▼▼▼

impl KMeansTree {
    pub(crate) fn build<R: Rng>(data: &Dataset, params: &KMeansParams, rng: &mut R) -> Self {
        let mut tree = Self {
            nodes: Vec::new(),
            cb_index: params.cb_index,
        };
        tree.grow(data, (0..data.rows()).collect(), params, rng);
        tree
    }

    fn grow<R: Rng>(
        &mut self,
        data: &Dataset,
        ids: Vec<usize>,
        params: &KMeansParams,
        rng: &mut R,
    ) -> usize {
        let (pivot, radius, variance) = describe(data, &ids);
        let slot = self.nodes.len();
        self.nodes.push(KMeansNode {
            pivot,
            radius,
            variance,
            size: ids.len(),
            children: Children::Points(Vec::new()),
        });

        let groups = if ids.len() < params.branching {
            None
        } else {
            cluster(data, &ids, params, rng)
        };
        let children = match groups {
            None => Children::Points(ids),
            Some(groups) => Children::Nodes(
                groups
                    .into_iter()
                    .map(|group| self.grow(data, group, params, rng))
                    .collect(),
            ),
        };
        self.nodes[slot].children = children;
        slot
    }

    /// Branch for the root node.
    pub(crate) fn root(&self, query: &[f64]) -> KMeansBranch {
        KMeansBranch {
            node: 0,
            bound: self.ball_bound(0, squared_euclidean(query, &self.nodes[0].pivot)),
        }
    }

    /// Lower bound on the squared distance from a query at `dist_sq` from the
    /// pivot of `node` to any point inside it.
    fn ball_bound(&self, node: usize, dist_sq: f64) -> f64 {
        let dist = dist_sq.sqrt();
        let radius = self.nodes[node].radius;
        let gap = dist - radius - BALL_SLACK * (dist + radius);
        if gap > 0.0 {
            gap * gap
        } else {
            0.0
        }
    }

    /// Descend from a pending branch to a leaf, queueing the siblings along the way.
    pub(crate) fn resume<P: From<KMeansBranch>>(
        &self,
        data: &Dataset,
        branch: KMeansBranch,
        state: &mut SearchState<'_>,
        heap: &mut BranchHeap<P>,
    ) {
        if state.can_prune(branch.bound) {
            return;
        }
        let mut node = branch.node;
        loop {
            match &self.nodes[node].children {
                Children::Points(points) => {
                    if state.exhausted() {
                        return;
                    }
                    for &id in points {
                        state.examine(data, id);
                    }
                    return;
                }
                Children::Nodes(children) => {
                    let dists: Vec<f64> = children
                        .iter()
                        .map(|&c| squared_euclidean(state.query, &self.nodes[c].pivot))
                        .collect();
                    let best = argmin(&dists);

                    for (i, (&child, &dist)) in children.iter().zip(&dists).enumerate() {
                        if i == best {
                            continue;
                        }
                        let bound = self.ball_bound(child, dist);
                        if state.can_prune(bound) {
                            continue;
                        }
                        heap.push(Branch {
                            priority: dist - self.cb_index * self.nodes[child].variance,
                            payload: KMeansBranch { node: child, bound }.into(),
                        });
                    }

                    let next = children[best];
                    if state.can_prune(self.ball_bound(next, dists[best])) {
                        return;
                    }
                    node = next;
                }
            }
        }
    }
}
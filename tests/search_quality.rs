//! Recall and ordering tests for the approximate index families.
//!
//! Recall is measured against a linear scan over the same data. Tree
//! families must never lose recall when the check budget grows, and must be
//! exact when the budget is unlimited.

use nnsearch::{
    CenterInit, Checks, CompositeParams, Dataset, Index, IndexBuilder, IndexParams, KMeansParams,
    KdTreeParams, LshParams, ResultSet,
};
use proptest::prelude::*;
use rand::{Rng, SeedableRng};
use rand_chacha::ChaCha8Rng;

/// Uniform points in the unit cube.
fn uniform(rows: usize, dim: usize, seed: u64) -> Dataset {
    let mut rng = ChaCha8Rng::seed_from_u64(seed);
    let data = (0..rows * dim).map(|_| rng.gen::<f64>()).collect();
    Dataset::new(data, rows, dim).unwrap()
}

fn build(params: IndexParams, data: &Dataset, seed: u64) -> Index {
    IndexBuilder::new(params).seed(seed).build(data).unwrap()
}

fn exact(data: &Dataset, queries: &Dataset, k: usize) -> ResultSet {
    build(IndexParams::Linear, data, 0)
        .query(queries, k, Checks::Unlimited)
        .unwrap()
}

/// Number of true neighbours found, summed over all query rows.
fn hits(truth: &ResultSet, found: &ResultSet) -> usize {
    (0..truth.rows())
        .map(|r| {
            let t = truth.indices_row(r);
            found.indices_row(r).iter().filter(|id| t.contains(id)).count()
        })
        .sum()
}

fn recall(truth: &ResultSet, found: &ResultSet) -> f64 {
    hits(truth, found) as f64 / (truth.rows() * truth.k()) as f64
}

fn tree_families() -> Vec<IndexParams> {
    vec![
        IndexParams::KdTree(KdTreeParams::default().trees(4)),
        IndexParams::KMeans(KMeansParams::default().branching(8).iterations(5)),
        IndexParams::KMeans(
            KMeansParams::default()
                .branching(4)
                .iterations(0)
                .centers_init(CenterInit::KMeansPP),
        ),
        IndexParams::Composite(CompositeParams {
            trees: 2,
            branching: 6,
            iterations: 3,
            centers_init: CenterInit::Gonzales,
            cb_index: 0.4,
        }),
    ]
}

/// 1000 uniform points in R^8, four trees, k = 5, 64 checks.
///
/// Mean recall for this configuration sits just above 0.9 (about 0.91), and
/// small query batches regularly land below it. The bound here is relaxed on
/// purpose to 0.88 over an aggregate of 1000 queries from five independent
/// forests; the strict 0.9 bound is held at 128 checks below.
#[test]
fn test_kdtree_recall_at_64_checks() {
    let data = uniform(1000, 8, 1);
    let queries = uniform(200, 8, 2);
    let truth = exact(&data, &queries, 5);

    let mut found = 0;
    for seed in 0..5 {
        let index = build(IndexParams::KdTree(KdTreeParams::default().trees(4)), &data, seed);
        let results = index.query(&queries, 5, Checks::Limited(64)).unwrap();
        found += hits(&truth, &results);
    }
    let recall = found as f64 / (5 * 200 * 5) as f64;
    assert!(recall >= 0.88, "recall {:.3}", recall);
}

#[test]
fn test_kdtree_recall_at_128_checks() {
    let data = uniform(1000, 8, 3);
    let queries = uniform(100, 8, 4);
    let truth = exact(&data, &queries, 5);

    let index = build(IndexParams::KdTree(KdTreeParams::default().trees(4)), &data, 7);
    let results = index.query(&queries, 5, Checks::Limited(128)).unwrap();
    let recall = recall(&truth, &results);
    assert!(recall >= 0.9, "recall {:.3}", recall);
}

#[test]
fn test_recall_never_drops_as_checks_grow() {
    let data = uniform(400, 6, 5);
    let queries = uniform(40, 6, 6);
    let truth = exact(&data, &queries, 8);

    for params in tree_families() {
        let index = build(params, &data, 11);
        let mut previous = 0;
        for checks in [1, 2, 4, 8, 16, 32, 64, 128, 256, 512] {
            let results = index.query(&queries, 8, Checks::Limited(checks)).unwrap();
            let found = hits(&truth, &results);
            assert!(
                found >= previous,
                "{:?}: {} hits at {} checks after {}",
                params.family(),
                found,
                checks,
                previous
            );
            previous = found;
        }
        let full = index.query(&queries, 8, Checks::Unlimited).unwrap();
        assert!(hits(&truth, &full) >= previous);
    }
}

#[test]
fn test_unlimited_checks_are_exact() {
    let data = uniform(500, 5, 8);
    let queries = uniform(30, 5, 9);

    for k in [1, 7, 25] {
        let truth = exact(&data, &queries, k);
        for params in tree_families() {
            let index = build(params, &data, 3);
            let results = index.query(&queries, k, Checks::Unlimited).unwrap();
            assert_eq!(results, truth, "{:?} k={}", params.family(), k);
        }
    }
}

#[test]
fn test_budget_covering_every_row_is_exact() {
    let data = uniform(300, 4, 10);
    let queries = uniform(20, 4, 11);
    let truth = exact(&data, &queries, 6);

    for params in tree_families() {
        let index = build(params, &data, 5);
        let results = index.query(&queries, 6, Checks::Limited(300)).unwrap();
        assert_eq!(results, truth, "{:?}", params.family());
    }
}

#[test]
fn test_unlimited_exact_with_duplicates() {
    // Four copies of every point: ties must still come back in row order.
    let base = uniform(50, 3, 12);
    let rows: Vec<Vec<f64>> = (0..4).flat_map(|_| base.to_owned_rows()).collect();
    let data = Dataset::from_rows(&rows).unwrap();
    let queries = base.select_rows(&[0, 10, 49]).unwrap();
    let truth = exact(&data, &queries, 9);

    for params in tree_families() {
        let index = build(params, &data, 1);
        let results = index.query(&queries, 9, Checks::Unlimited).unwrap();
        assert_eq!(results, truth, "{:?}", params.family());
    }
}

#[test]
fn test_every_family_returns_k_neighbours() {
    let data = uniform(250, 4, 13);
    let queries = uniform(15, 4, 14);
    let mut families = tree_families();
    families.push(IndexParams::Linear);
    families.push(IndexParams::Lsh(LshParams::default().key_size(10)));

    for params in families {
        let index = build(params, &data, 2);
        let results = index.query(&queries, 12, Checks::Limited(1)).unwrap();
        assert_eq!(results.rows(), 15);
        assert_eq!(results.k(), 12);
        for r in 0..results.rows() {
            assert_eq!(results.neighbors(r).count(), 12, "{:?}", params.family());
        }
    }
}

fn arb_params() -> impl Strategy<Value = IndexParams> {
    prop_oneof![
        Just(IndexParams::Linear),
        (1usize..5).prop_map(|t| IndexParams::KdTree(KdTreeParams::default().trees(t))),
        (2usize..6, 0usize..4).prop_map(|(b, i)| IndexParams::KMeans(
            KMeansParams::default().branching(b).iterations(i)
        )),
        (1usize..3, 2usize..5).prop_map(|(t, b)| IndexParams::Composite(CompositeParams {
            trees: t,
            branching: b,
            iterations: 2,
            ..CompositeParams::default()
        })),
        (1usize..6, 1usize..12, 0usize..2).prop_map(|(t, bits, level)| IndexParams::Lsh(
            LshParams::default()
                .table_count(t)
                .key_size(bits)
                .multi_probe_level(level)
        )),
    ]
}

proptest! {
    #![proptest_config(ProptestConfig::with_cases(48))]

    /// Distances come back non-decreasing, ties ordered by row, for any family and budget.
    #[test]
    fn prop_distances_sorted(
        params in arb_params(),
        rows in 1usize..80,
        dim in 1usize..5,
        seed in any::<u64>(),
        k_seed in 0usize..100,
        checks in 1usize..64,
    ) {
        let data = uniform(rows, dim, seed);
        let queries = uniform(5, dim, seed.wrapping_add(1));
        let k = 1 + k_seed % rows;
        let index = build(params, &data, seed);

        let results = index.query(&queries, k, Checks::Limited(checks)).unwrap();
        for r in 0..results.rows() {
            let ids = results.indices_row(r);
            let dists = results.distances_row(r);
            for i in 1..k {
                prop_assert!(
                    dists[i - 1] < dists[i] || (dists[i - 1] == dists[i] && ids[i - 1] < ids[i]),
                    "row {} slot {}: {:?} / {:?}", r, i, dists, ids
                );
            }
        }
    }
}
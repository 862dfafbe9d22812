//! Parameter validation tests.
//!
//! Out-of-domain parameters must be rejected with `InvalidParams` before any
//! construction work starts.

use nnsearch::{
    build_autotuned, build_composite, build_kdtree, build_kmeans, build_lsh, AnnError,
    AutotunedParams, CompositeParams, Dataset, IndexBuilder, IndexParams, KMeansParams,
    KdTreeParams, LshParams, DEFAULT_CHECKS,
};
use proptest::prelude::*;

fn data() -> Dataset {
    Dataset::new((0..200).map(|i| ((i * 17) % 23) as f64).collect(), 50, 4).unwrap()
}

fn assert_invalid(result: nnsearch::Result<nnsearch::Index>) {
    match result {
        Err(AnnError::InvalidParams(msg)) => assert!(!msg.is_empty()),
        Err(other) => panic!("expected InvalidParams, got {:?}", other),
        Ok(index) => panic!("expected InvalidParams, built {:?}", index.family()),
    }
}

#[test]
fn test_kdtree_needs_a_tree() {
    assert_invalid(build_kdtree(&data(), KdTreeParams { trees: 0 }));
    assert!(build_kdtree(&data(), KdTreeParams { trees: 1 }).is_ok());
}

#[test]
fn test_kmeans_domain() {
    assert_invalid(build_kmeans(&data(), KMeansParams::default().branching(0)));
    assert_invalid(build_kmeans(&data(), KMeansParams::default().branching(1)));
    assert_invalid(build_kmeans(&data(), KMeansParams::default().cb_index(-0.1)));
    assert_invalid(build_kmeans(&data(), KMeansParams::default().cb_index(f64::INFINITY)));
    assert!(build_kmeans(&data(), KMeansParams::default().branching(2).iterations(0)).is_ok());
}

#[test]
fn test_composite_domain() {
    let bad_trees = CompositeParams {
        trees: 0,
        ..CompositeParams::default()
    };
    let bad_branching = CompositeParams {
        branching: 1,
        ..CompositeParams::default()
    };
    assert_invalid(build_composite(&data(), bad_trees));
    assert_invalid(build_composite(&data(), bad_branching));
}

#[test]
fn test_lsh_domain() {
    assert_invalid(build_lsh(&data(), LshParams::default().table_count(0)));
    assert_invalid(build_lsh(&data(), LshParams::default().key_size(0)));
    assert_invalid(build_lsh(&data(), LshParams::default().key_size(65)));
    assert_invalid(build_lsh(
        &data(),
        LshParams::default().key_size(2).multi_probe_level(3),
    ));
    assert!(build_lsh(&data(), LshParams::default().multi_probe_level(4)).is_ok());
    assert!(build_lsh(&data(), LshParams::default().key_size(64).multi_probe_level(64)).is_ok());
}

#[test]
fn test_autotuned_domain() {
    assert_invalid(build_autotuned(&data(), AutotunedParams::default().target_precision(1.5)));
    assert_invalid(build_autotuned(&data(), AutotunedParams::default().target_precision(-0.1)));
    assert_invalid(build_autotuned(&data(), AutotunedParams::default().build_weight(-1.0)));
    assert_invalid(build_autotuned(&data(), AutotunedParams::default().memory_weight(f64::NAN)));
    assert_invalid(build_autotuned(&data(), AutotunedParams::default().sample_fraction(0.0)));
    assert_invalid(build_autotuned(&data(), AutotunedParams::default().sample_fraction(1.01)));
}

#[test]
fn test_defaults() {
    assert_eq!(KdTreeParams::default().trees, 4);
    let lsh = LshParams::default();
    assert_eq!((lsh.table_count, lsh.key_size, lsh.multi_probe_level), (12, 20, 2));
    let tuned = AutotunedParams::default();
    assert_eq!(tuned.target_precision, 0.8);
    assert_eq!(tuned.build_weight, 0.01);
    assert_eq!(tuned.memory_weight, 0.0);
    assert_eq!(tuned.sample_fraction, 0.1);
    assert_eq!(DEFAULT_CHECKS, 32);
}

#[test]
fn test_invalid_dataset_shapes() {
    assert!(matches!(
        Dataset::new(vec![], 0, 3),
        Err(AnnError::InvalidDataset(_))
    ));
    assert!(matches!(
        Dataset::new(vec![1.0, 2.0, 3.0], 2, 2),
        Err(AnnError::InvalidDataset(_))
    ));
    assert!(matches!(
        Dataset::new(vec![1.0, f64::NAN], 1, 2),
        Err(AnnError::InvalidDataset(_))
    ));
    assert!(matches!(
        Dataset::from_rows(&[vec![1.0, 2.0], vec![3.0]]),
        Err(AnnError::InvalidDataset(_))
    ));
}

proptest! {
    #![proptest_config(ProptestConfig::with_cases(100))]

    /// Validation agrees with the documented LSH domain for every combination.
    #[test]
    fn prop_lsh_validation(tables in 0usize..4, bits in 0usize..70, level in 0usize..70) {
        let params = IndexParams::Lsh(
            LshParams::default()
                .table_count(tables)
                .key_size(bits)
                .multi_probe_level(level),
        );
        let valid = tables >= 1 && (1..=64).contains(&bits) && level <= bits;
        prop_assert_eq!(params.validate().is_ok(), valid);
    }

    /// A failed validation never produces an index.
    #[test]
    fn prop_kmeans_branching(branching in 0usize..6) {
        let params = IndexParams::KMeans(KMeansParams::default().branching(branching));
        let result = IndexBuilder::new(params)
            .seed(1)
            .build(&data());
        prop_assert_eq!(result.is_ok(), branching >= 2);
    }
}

▲▲▲

**WHAT YOU HAVE TO DO:**
Check every line of the entries above, and copy those that carry the string "variance".

**EXERCISE RESPONSE:**
        let (pivot, radius, variance) = describe(data, &ids);
            variance,
                            priority: dist - self.cb_index * self.nodes[child].variance,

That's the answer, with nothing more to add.